TASK TO CARRY OUT:
Copy, from the entries below, each line in which the string "super" appears.

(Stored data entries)

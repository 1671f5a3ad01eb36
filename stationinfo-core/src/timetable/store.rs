//! Fixed-capacity timetable storage
//!
//! Rows are appended through [`TimetableBuilder`] during startup only.
//! The builder never sorts: the literal data must already be in departure
//! order, and [`TimetableBuilder::finish`] rejects it otherwise.

use heapless::Vec;

use super::record::{DepartureRecord, TimetableRow};
use crate::error::ConfigError;

/// Maximum number of departures in a timetable
pub const TIMETABLE_CAPACITY: usize = 50;

/// Immutable, time-sorted, non-empty list of departures
#[derive(Debug, Clone)]
pub struct TimetableStore {
    rows: Vec<DepartureRecord, TIMETABLE_CAPACITY>,
}

impl TimetableStore {
    /// Build a store from literal rows, validating every row
    pub fn from_rows(rows: &[TimetableRow]) -> Result<Self, ConfigError> {
        let mut builder = TimetableBuilder::new();
        for (index, row) in rows.iter().enumerate() {
            builder.push(row.to_record(index)?)?;
        }
        builder.finish()
    }

    /// Number of departures
    pub fn len(&self) -> usize {
        self.rows.len()
    }

    /// Always false for a finished store; kept for slice-like ergonomics
    pub fn is_empty(&self) -> bool {
        self.rows.is_empty()
    }

    /// Index of the last departure of the day
    pub fn last_index(&self) -> usize {
        self.rows.len().saturating_sub(1)
    }

    pub fn get(&self, index: usize) -> Option<&DepartureRecord> {
        self.rows.get(index)
    }

    pub fn iter(&self) -> impl Iterator<Item = &DepartureRecord> {
        self.rows.iter()
    }

    pub fn as_slice(&self) -> &[DepartureRecord] {
        &self.rows
    }

    pub const fn capacity(&self) -> usize {
        TIMETABLE_CAPACITY
    }
}

/// Startup-only builder with a bounds-checked append
#[derive(Debug, Default)]
pub struct TimetableBuilder {
    rows: Vec<DepartureRecord, TIMETABLE_CAPACITY>,
}

impl TimetableBuilder {
    pub fn new() -> Self {
        Self { rows: Vec::new() }
    }

    /// Append a departure, returning the new row count
    pub fn push(&mut self, record: DepartureRecord) -> Result<usize, ConfigError> {
        self.rows
            .push(record)
            .map_err(|_| ConfigError::CapacityExceeded)?;
        Ok(self.rows.len())
    }

    pub fn len(&self) -> usize {
        self.rows.len()
    }

    pub fn is_empty(&self) -> bool {
        self.rows.is_empty()
    }

    /// Check the rows and freeze them into a store
    pub fn finish(self) -> Result<TimetableStore, ConfigError> {
        if self.rows.is_empty() {
            return Err(ConfigError::Empty);
        }
        if let Some(index) = self
            .rows
            .windows(2)
            .position(|pair| pair[1].minute_of_day() < pair[0].minute_of_day())
        {
            return Err(ConfigError::Unsorted { index: index + 1 });
        }
        Ok(TimetableStore { rows: self.rows })
    }
}

/// Check literal rows at compile time
///
/// Performs the same checks as [`TimetableStore::from_rows`] so the station
/// data can be asserted in a `const` block and a bad table fails the build.
pub const fn check_rows(rows: &[TimetableRow]) -> Result<(), ConfigError> {
    if rows.is_empty() {
        return Err(ConfigError::Empty);
    }
    if rows.len() > TIMETABLE_CAPACITY {
        return Err(ConfigError::CapacityExceeded);
    }
    let mut i = 0;
    while i < rows.len() {
        if rows[i].hours >= 24 || rows[i].minutes >= 60 {
            return Err(ConfigError::InvalidTime { index: i });
        }
        if i > 0 && rows[i].minute_of_day() < rows[i - 1].minute_of_day() {
            return Err(ConfigError::Unsorted { index: i });
        }
        i += 1;
    }
    Ok(())
}

#[cfg(test)]
mod tests {
    use super::*;
    use crate::timetable::MessageId;

    fn row(hours: u8, minutes: u8, platform: u8, message: MessageId) -> TimetableRow {
        TimetableRow::new(hours, minutes, platform, message)
    }

    #[test]
    fn test_build_small_table() {
        let rows = [
            row(6, 0, 5, MessageId::RE22),
            row(7, 45, 1, MessageId::IC35),
            row(7, 59, 3, MessageId::IC34),
        ];
        let store = TimetableStore::from_rows(&rows).unwrap();

        assert_eq!(store.len(), 3);
        assert_eq!(store.last_index(), 2);
        assert_eq!(store.get(0).unwrap().minute_of_day(), 360);
        assert_eq!(store.get(1).unwrap().minute_of_day(), 465);
        assert_eq!(store.get(2).unwrap().minute_of_day(), 479);
        assert!(store.get(3).is_none());
    }

    #[test]
    fn test_equal_times_are_sorted() {
        let rows = [
            row(9, 45, 4, MessageId::RB88),
            row(9, 45, 2, MessageId::RB89),
        ];
        assert!(TimetableStore::from_rows(&rows).is_ok());
    }

    #[test]
    fn test_unsorted_table_rejected() {
        let rows = [
            row(6, 0, 5, MessageId::RE22),
            row(7, 59, 3, MessageId::IC34),
            row(7, 45, 1, MessageId::IC35),
        ];
        assert_eq!(
            TimetableStore::from_rows(&rows).unwrap_err(),
            ConfigError::Unsorted { index: 2 }
        );
        assert_eq!(check_rows(&rows), Err(ConfigError::Unsorted { index: 2 }));
    }

    #[test]
    fn test_empty_table_rejected() {
        assert_eq!(
            TimetableStore::from_rows(&[]).unwrap_err(),
            ConfigError::Empty
        );
        assert_eq!(check_rows(&[]), Err(ConfigError::Empty));
    }

    #[test]
    fn test_invalid_time_rejected() {
        let rows = [row(6, 0, 5, MessageId::RE22), row(6, 75, 5, MessageId::RE22)];
        assert_eq!(
            TimetableStore::from_rows(&rows).unwrap_err(),
            ConfigError::InvalidTime { index: 1 }
        );
        assert_eq!(check_rows(&rows), Err(ConfigError::InvalidTime { index: 1 }));
    }

    #[test]
    fn test_capacity_exceeded() {
        let mut builder = TimetableBuilder::new();
        for i in 0..TIMETABLE_CAPACITY {
            let record = DepartureRecord::new(i as u8 / 4, 0, 1, MessageId::RB11).unwrap();
            assert_eq!(builder.push(record), Ok(i + 1));
        }

        let extra = DepartureRecord::new(23, 0, 1, MessageId::RB12).unwrap();
        assert_eq!(builder.push(extra), Err(ConfigError::CapacityExceeded));
        assert_eq!(builder.len(), TIMETABLE_CAPACITY);
        assert_eq!(builder.finish().unwrap().len(), TIMETABLE_CAPACITY);
    }

    #[test]
    fn test_check_rows_rejects_oversized_table() {
        let rows = [row(12, 0, 1, MessageId::RB11); TIMETABLE_CAPACITY + 1];
        assert_eq!(check_rows(&rows), Err(ConfigError::CapacityExceeded));
        assert_eq!(
            TimetableStore::from_rows(&rows).unwrap_err(),
            ConfigError::CapacityExceeded
        );
    }
}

EXERCISE RESULT:
use super::record::{DepartureRecord, TimetableRow};
    use super::*;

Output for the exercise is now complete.